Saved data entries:
----------
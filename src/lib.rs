//! Feature pipeline for the credit-card default dataset: load a keyed CSV,
//! clean and recode it, and hand back an Arrow-backed table ready for
//! modeling.

pub mod config;
pub mod error;
pub mod output;
pub mod pipeline;
pub mod process;
pub mod schema;
pub mod table;

pub use config::{NullRowPolicy, PipelineConfig, Strictness};
pub use error::{ConfigError, LoadError, OutputError, PipelineError};
pub use output::{write_table, OutputFormat};
pub use pipeline::{FeaturePipeline, Mode, RunStats, Transformed};
pub use table::CreditTable;
use crate::infra::AppState;
use axum::http::{header, StatusCode};
use axum::response::IntoResponse;
use axum::Extension;
use axum::Json;
use cabinet_clients::clients::{
    client_router, draft_router, AutoSaver, ClientRepository, ClientService,
};
use serde_json::json;
use std::sync::Arc;

pub(crate) fn with_client_routes<R>(
    service: Arc<ClientService<R>>,
    saver: Arc<AutoSaver<R>>,
) -> axum::Router
where
    R: ClientRepository + 'static,
{
    client_router(service)
        .merge(draft_router(saver))
        .route("/health", axum::routing::get(healthcheck))
        .route("/ready", axum::routing::get(readiness_endpoint))
        .route("/metrics", axum::routing::get(metrics_endpoint))
}

pub(crate) async fn healthcheck() -> Json<serde_json::Value> {
    Json(json!({ "status": "ok" }))
}

pub(crate) async fn readiness_endpoint(Extension(state): Extension<AppState>) -> impl IntoResponse {
    let ready = state.readiness.load(std::sync::atomic::Ordering::Relaxed);
    let status = if ready {
        StatusCode::OK
    } else {
        StatusCode::SERVICE_UNAVAILABLE
    };

    let payload = if ready {
        json!({ "status": "ready" })
    } else {
        json!({ "status": "initializing" })
    };

    (status, Json(payload))
}

pub(crate) async fn metrics_endpoint(Extension(state): Extension<AppState>) -> impl IntoResponse {
    (
        StatusCode::OK,
        [(header::CONTENT_TYPE, "text/plain; version=0.0.4")],
        state.metrics.render(),
    )
}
----------
Return the lines of the records that include the string "AppState".

● **Response box**:
use crate::infra::AppState;
pub(crate) async fn readiness_endpoint(Extension(state): Extension<AppState>) -> impl IntoResponse {
pub(crate) async fn metrics_endpoint(Extension(state): Extension<AppState>) -> impl IntoResponse {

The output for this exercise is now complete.